◆ TASK DETAILS:
Search the data for "Display". Each line containing it is to be copied.
━━━━━━━━━━
//! Schema store contracts and implementations.
//!
//! # Responsibility
//! - Define the narrow set of schema operations provisioning needs.
//! - Keep driver details behind the `SchemaStore`/`Connector` seam.
//!
//! # Invariants
//! - A store is owned by exactly one caller and released through `close`.
//! - Only `StoreError::Unreachable` is considered retryable.

use crate::schema::IndexSpec;
use std::error::Error;
use std::fmt::{Display, Formatter};

pub mod memory;
pub mod mongo;

pub use memory::{MemoryConnector, MemoryStore, Operation, Reachability};
pub use mongo::{MongoConnector, MongoStore};

pub type StoreResult<T> = Result<T, StoreError>;

#[derive(Debug)]
pub enum StoreError {
    /// The server could not be reached or selected.
    Unreachable(String),
    /// The server answered but refused the operation, e.g. bad credentials.
    Rejected(String),
    /// The collection already exists.
    NamespaceExists(String),
    /// An index with the same name or key pattern but another definition exists.
    IndexConflict {
        collection: String,
        index: String,
        reason: String,
    },
    /// A unique index rejected a write.
    DuplicateKey {
        collection: String,
        index: String,
    },
    Driver(mongodb::error::Error),
}

impl StoreError {
    pub fn is_connection_failure(&self) -> bool {
        matches!(self, Self::Unreachable(_))
    }
}

impl Display for StoreError {
    fn fmt(&self, f: &mut Formatter<'_>) -> std::fmt::Result {
        match self {
            Self::Unreachable(message) => write!(f, "server unreachable: {message}"),
            Self::Rejected(message) => write!(f, "server rejected the operation: {message}"),
            Self::NamespaceExists(collection) => {
                write!(f, "collection `{collection}` already exists")
            }
            Self::IndexConflict {
                collection,
                index,
                reason,
            } => write!(
                f,
                "index `{index}` on collection `{collection}` conflicts with an existing index: {reason}"
            ),
            Self::DuplicateKey { collection, index } => write!(
                f,
                "duplicate key on collection `{collection}` violates unique index `{index}`"
            ),
            Self::Driver(err) => write!(f, "{err}"),
        }
    }
}

impl Error for StoreError {
    fn source(&self) -> Option<&(dyn Error + 'static)> {
        match self {
            Self::Driver(err) => Some(err),
            _ => None,
        }
    }
}

/// Schema operations against one database of an open connection.
pub trait SchemaStore {
    /// Liveness check; success means the server answered.
    fn ping(&self) -> StoreResult<()>;
    fn collection_names(&self) -> StoreResult<Vec<String>>;
    fn create_collection(&self, name: &str) -> StoreResult<()>;
    /// Index names on `collection`; empty when the collection does not exist.
    fn index_names(&self, collection: &str) -> StoreResult<Vec<String>>;
    /// Creates `index`; an identical existing index makes this a no-op.
    fn create_index(&self, collection: &str, index: &IndexSpec) -> StoreResult<()>;
    /// Releases the underlying connection.
    fn close(self);
}

/// Opens stores bound to a named database.
pub trait Connector {
    type Store: SchemaStore;

    fn connect(&self, database: &str) -> StoreResult<Self::Store>;
    /// Human-readable target used in logs.
    fn target(&self) -> String;
}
━━━━━━━━━━
◆ RESPONSE AREA:
use std::fmt::{Display, Formatter};
impl Display for StoreError {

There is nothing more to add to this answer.